CFI [chemotactic factor inactivator] has been implicated in the regulation of several inflammatory mediators; consequently, the effects of CFI on neutrophil chemotactic and lysosomal enzyme release responses to C5[complement component 5]-derived chemotaxins were evaluated. Chemotaxis was measured by directed migration under agarose, LER [neutrophil lysosomal enzyme release] by glucosaminidase release from cytochalasin B-treated neutrophil, and CFI activity by its inhibition of LER. After inactivation by CFI, C5-fr [C5-derived chemotactic fractions] lost their ability to stimulate neutrophils and acquired a new chemotactic inhibitory activity.

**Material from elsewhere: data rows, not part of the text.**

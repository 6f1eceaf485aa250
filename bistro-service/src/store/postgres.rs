use async_trait::async_trait;
use serde_json::Value;
use sqlx::postgres::{PgArguments, PgRow};
use sqlx::query::Query;
use sqlx::{PgPool, Postgres, Row};
use uuid::Uuid;

use super::{
    string_field, with_id, without_id, Collection, DeleteResult, Document, DocumentStore, Filter,
    InsertOneResult, StoreError, StoreResult, UpdateResult,
};

/// JSONB-per-collection store. Table names come from [`Collection::table`],
/// never from request input.
#[derive(Clone)]
pub struct PgDocumentStore {
    pool: PgPool,
}

impl PgDocumentStore {
    pub fn new(pool: PgPool) -> Self {
        Self { pool }
    }

    pub async fn migrate(pool: &PgPool) -> StoreResult<()> {
        sqlx::migrate!("./migrations").run(pool).await?;
        Ok(())
    }
}

/// `doc->>'field'`, spelled exactly like the expression indexes in the
/// migrations so the planner can use them. Field names are compile-time
/// constants, never request input.
fn text_field(field: &'static str) -> String {
    format!("doc->>'{}'", field.replace('\'', "''"))
}

/// SQL predicate for `filter`, numbering its bind parameters from `first`.
fn where_clause(filter: &Filter, first: usize) -> String {
    match filter {
        Filter::All => "TRUE".to_string(),
        Filter::Id(_) => format!("id = ${first}"),
        Filter::Eq(field, _) => format!("{} = ${first}", text_field(*field)),
    }
}

fn bind_filter<'q>(
    query: Query<'q, Postgres, PgArguments>,
    filter: &'q Filter,
) -> Query<'q, Postgres, PgArguments> {
    match filter {
        Filter::All => query,
        Filter::Id(id) => query.bind(*id),
        Filter::Eq(_, value) => query.bind(value.as_str()),
    }
}

fn decode_row(collection: Collection, row: &PgRow) -> StoreResult<Document> {
    let id: Uuid = row.try_get("id")?;
    let doc: Value = row.try_get("doc")?;
    match doc {
        Value::Object(map) => Ok(with_id(id, &map)),
        other => Err(StoreError::Corrupt {
            collection: collection.table(),
            id,
            reason: format!("expected object, found {other}"),
        }),
    }
}

#[async_trait]
impl DocumentStore for PgDocumentStore {
    async fn find(&self, collection: Collection, filter: &Filter) -> StoreResult<Vec<Document>> {
        let sql = format!(
            "SELECT id, doc FROM {} WHERE {} ORDER BY seq",
            collection.table(),
            where_clause(filter, 1)
        );
        let rows = bind_filter(sqlx::query(&sql), filter)
            .fetch_all(&self.pool)
            .await?;
        rows.iter().map(|row| decode_row(collection, row)).collect()
    }

    async fn find_one(
        &self,
        collection: Collection,
        filter: &Filter,
    ) -> StoreResult<Option<Document>> {
        let sql = format!(
            "SELECT id, doc FROM {} WHERE {} ORDER BY seq LIMIT 1",
            collection.table(),
            where_clause(filter, 1)
        );
        let row = bind_filter(sqlx::query(&sql), filter)
            .fetch_optional(&self.pool)
            .await?;
        row.map(|row| decode_row(collection, &row)).transpose()
    }

    async fn insert_one(
        &self,
        collection: Collection,
        doc: Document,
    ) -> StoreResult<InsertOneResult> {
        let id = Uuid::new_v4();
        let sql = format!("INSERT INTO {} (id, doc) VALUES ($1, $2)", collection.table());
        sqlx::query(&sql)
            .bind(id)
            .bind(Value::Object(without_id(doc)))
            .execute(&self.pool)
            .await?;
        Ok(InsertOneResult::new(id))
    }

    async fn insert_if_absent(
        &self,
        collection: Collection,
        key_field: &'static str,
        doc: Document,
    ) -> StoreResult<Option<InsertOneResult>> {
        let id = Uuid::new_v4();
        let key = string_field(&doc, key_field).unwrap_or_default().to_string();
        // The NOT EXISTS probe covers collections without a unique index; for
        // users the unique email index turns a concurrent duplicate into a
        // no-op via ON CONFLICT.
        let sql = format!(
            "INSERT INTO {table} (id, doc)
             SELECT $1, $2
             WHERE NOT EXISTS (SELECT 1 FROM {table} WHERE {key} = $3)
             ON CONFLICT DO NOTHING",
            table = collection.table(),
            key = text_field(key_field)
        );
        let result = sqlx::query(&sql)
            .bind(id)
            .bind(Value::Object(without_id(doc)))
            .bind(key)
            .execute(&self.pool)
            .await?;

        if result.rows_affected() == 0 {
            Ok(None)
        } else {
            Ok(Some(InsertOneResult::new(id)))
        }
    }

    async fn delete_one(
        &self,
        collection: Collection,
        filter: &Filter,
    ) -> StoreResult<DeleteResult> {
        let sql = format!(
            "DELETE FROM {table} WHERE id IN (SELECT id FROM {table} WHERE {predicate} ORDER BY seq LIMIT 1)",
            table = collection.table(),
            predicate = where_clause(filter, 1)
        );
        let result = bind_filter(sqlx::query(&sql), filter)
            .execute(&self.pool)
            .await?;
        Ok(DeleteResult::new(result.rows_affected()))
    }

    async fn set_field(
        &self,
        collection: Collection,
        filter: &Filter,
        field: &'static str,
        value: Value,
    ) -> StoreResult<UpdateResult> {
        let table = collection.table();
        let mut tx = self.pool.begin().await?;

        let select = format!(
            "SELECT id, doc->($1::text) AS current FROM {table} WHERE {} ORDER BY seq LIMIT 1 FOR UPDATE",
            where_clause(filter, 2)
        );
        let row = bind_filter(sqlx::query(&select).bind(field), filter)
            .fetch_optional(&mut *tx)
            .await?;

        let outcome = match row {
            None => UpdateResult::new(0, 0),
            Some(row) => {
                let id: Uuid = row.try_get("id")?;
                let current: Option<Value> = row.try_get("current")?;
                if current.as_ref() == Some(&value) {
                    UpdateResult::new(1, 0)
                } else {
                    let update = format!(
                        "UPDATE {table} SET doc = doc || jsonb_build_object($1::text, $2::jsonb) WHERE id = $3"
                    );
                    sqlx::query(&update)
                        .bind(field)
                        .bind(&value)
                        .bind(id)
                        .execute(&mut *tx)
                        .await?;
                    UpdateResult::new(1, 1)
                }
            }
        };

        tx.commit().await?;
        Ok(outcome)
    }
}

On gel chromatography, the stimulatory activity of C5-fr and the inhibitory activity of inactivated C5-fr eluted as separate peaks with different MW. Effects of CFI on neutrophil responses to C5-fr, ZAS [zymosan-activated serum] and ZAP [zymosan-activated plasma] were adverse and dose-dependent; maximal neutrophil response to C5-fr decreased in amplitude as CFI levels increased, and a close reciprocal relationship was demonstrated between the endogenous CFI and the chemotactic activities of ZAS (r = -0.833) and ZAP (r = -0.932) in 10 healthy [human] adults. CFI probably is a potent regulator of neutrophil response to C5-derived inflammatory mediators.